* ACTIVITY: Repeat the entries below exactly, missing none.
═══ DATA FOR THE TASK
use crate::graph::{Graph, Heuristics};
use crate::puzzle::Board;

/// Seven nodes where the cheapest route `S A B C E G` (cost 10) is neither
/// the route with fewest edges nor the one greedy search picks.
pub fn example_graph() -> Graph<&'static str> {
    Graph::from_edges([
        ("S", "A", 1.),
        ("S", "B", 4.),
        ("A", "B", 2.),
        ("A", "C", 5.),
        ("A", "D", 12.),
        ("B", "C", 2.),
        ("C", "D", 3.),
        ("C", "E", 4.),
        ("D", "G", 3.),
        ("E", "G", 1.),
    ])
    .unwrap()
}

/// Consistent estimates of the distance to `G` in [`example_graph`].
pub fn example_heuristics() -> Heuristics<&'static str> {
    Heuristics::from_entries([
        ("S", 7.),
        ("A", 6.),
        ("B", 5.),
        ("C", 4.),
        ("D", 2.),
        ("E", 1.),
        ("G", 0.),
    ])
    .unwrap()
}

/// `Z` reaches `S` but nothing reaches `Z`.
pub fn disconnected_graph() -> Graph<&'static str> {
    Graph::from_edges([("S", "A", 1.), ("A", "S", 1.), ("Z", "S", 1.)]).unwrap()
}

/// From `S` the heuristic points at `X`, a dead end whose only edge leads
/// back to `S`.
pub fn trap_graph() -> Graph<&'static str> {
    Graph::from_edges([("S", "X", 1.), ("S", "P", 1.), ("X", "S", 1.), ("P", "G", 5.)]).unwrap()
}

pub fn trap_heuristics() -> Heuristics<&'static str> {
    Heuristics::from_entries([("S", 3.), ("X", 2.), ("P", 5.), ("G", 0.)]).unwrap()
}

/// A solvable 8-puzzle with the blank in its solved position.
pub fn classic_board() -> Board {
    Board::new(&[[1, 8, 3], [6, 4, 7], [5, 2, 0]]).unwrap()
}

pub const GRAPH_CONFIG_TEXT: &str = r#"
[search]
engine = "astar"

[graph]
start = "S"
goal = "G"
edges = [
    ["S", "A", 1.0],
    ["S", "B", 4.0],
    ["A", "B", 2.0],
    ["A", "C", 5.0],
    ["A", "D", 12.0],
    ["B", "C", 2.0],
    ["C", "D", 3.0],
    ["C", "E", 4.0],
    ["D", "G", 3.0],
    ["E", "G", 1.0],
]

[graph.heuristics]
S = 7
A = 6
B = 5
C = 4
D = 2
E = 1
G = 0
"#;

pub const PUZZLE_CONFIG_TEXT: &str = r#"
[puzzle]
board = [
    [1, 8, 3],
    [6, 4, 7],
    [5, 2, 0],
]
"#;
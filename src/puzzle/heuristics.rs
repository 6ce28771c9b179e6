use crate::puzzle::Board;
use crate::search::{Heuristic, HeuristicValue, SearchError, ZeroHeuristic};
use serde::{Deserialize, Serialize};

/// Estimates of the number of moves left, all admissible and consistent
/// since every move displaces exactly one tile by one cell.
#[derive(
    clap::ValueEnum, Debug, Clone, Copy, PartialEq, Eq, Default, Deserialize, Serialize,
)]
#[clap(rename_all = "kebab-case")]
#[serde(rename_all = "kebab-case")]
pub enum PuzzleHeuristic {
    /// Sum of the Manhattan distances of the tiles to their solved cells
    #[default]
    Manhattan,
    /// Number of tiles not on their solved cell
    MisplacedTiles,
    /// Always zero
    Zero,
}

impl Heuristic<Board> for PuzzleHeuristic {
    fn evaluate(&self, board: &Board) -> Result<HeuristicValue, SearchError> {
        let estimate = match self {
            PuzzleHeuristic::Manhattan => board.manhattan_distance(),
            PuzzleHeuristic::MisplacedTiles => board.misplaced_tiles(),
            PuzzleHeuristic::Zero => return ZeroHeuristic.evaluate(board),
        };
        Ok(HeuristicValue::from(estimate as f64))
    }
}

#[cfg(test)]
mod tests {
    use super::*;
    use crate::test_utils::*;

    #[test]
    fn misplaced_never_exceeds_manhattan() {
        let board = classic_board();
        let manhattan = PuzzleHeuristic::Manhattan.evaluate(&board).unwrap();
        let misplaced = PuzzleHeuristic::MisplacedTiles.evaluate(&board).unwrap();
        assert!(misplaced <= manhattan);
        assert_eq!(
            PuzzleHeuristic::Zero.evaluate(&board),
            Ok(HeuristicValue::from(0.))
        );
    }

    #[test]
    fn solved_board_scores_zero() {
        let goal = Board::goal(3, 3).unwrap();
        for heuristic in [
            PuzzleHeuristic::Manhattan,
            PuzzleHeuristic::MisplacedTiles,
            PuzzleHeuristic::Zero,
        ] {
            assert_eq!(heuristic.evaluate(&goal), Ok(HeuristicValue::from(0.)));
        }
    }
}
══════
* EXERCISE RESPONSE:
use crate::graph::{Graph, Heuristics};
use crate::puzzle::Board;

/// Seven nodes where the cheapest route `S A B C E G` (cost 10) is neither
/// the route with fewest edges nor the one greedy search picks.
pub fn example_graph() -> Graph<&'static str> {
    Graph::from_edges([
        ("S", "A", 1.),
        ("S", "B", 4.),
        ("A", "B", 2.),
        ("A", "C", 5.),
        ("A", "D", 12.),
        ("B", "C", 2.),
        ("C", "D", 3.),
        ("C", "E", 4.),
        ("D", "G", 3.),
        ("E", "G", 1.),
    ])
    .unwrap()
}

/// Consistent estimates of the distance to `G` in [`example_graph`].
pub fn example_heuristics() -> Heuristics<&'static str> {
    Heuristics::from_entries([
        ("S", 7.),
        ("A", 6.),
        ("B", 5.),
        ("C", 4.),
        ("D", 2.),
        ("E", 1.),
        ("G", 0.),
    ])
    .unwrap()
}

/// `Z` reaches `S` but nothing reaches `Z`.
pub fn disconnected_graph() -> Graph<&'static str> {
    Graph::from_edges([("S", "A", 1.), ("A", "S", 1.), ("Z", "S", 1.)]).unwrap()
}

/// From `S` the heuristic points at `X`, a dead end whose only edge leads
/// back to `S`.
pub fn trap_graph() -> Graph<&'static str> {
    Graph::from_edges([("S", "X", 1.), ("S", "P", 1.), ("X", "S", 1.), ("P", "G", 5.)]).unwrap()
}

pub fn trap_heuristics() -> Heuristics<&'static str> {
    Heuristics::from_entries([("S", 3.), ("X", 2.), ("P", 5.), ("G", 0.)]).unwrap()
}

/// A solvable 8-puzzle with the blank in its solved position.
pub fn classic_board() -> Board {
    Board::new(&[[1, 8, 3], [6, 4, 7], [5, 2, 0]]).unwrap()
}

pub const GRAPH_CONFIG_TEXT: &str = r#"
[search]
engine = "astar"

[graph]
start = "S"
goal = "G"
edges = [
    ["S", "A", 1.0],
    ["S", "B", 4.0],
    ["A", "B", 2.0],
    ["A", "C", 5.0],
    ["A", "D", 12.0],
    ["B", "C", 2.0],
    ["C", "D", 3.0],
    ["C", "E", 4.0],
    ["D", "G", 3.0],
    ["E", "G", 1.0],
]

[graph.heuristics]
S = 7
A = 6
B = 5
C = 4
D = 2
E = 1
G = 0
"#;

pub const PUZZLE_CONFIG_TEXT: &str = r#"
[puzzle]
board = [
    [1, 8, 3],
    [6, 4, 7],
    [5, 2, 0],
]
"#;
filename src/puzzle/heuristics.rs
repository 6ce28771c9b179e6
use crate::puzzle::Board;
use crate::search::{Heuristic, HeuristicValue, SearchError, ZeroHeuristic};
use serde::{Deserialize, Serialize};

/// Estimates of the number of moves left, all admissible and consistent
/// since every move displaces exactly one tile by one cell.
#[derive(
    clap::ValueEnum, Debug, Clone, Copy, PartialEq, Eq, Default, Deserialize, Serialize,
)]
#[clap(rename_all = "kebab-case")]
#[serde(rename_all = "kebab-case")]
pub enum PuzzleHeuristic {
    /// Sum of the Manhattan distances of the tiles to their solved cells
    #[default]
    Manhattan,
    /// Number of tiles not on their solved cell
    MisplacedTiles,
    /// Always zero
    Zero,
}

impl Heuristic<Board> for PuzzleHeuristic {
    fn evaluate(&self, board: &Board) -> Result<HeuristicValue, SearchError> {
        let estimate = match self {
            PuzzleHeuristic::Manhattan => board.manhattan_distance(),
            PuzzleHeuristic::MisplacedTiles => board.misplaced_tiles(),
            PuzzleHeuristic::Zero => return ZeroHeuristic.evaluate(board),
        };
        Ok(HeuristicValue::from(estimate as f64))
    }
}

#[cfg(test)]
mod tests {
    use super::*;
    use crate::test_utils::*;

    #[test]
    fn misplaced_never_exceeds_manhattan() {
        let board = classic_board();
        let manhattan = PuzzleHeuristic::Manhattan.evaluate(&board).unwrap();
        let misplaced = PuzzleHeuristic::MisplacedTiles.evaluate(&board).unwrap();
        assert!(misplaced <= manhattan);
        assert_eq!(
            PuzzleHeuristic::Zero.evaluate(&board),
            Ok(HeuristicValue::from(0.))
        );
    }

    #[test]
    fn solved_board_scores_zero() {
        let goal = Board::goal(3, 3).unwrap();
        for heuristic in [
            PuzzleHeuristic::Manhattan,
            PuzzleHeuristic::MisplacedTiles,
            PuzzleHeuristic::Zero,
        ] {
            assert_eq!(heuristic.evaluate(&goal), Ok(HeuristicValue::from(0.)));
        }
    }
}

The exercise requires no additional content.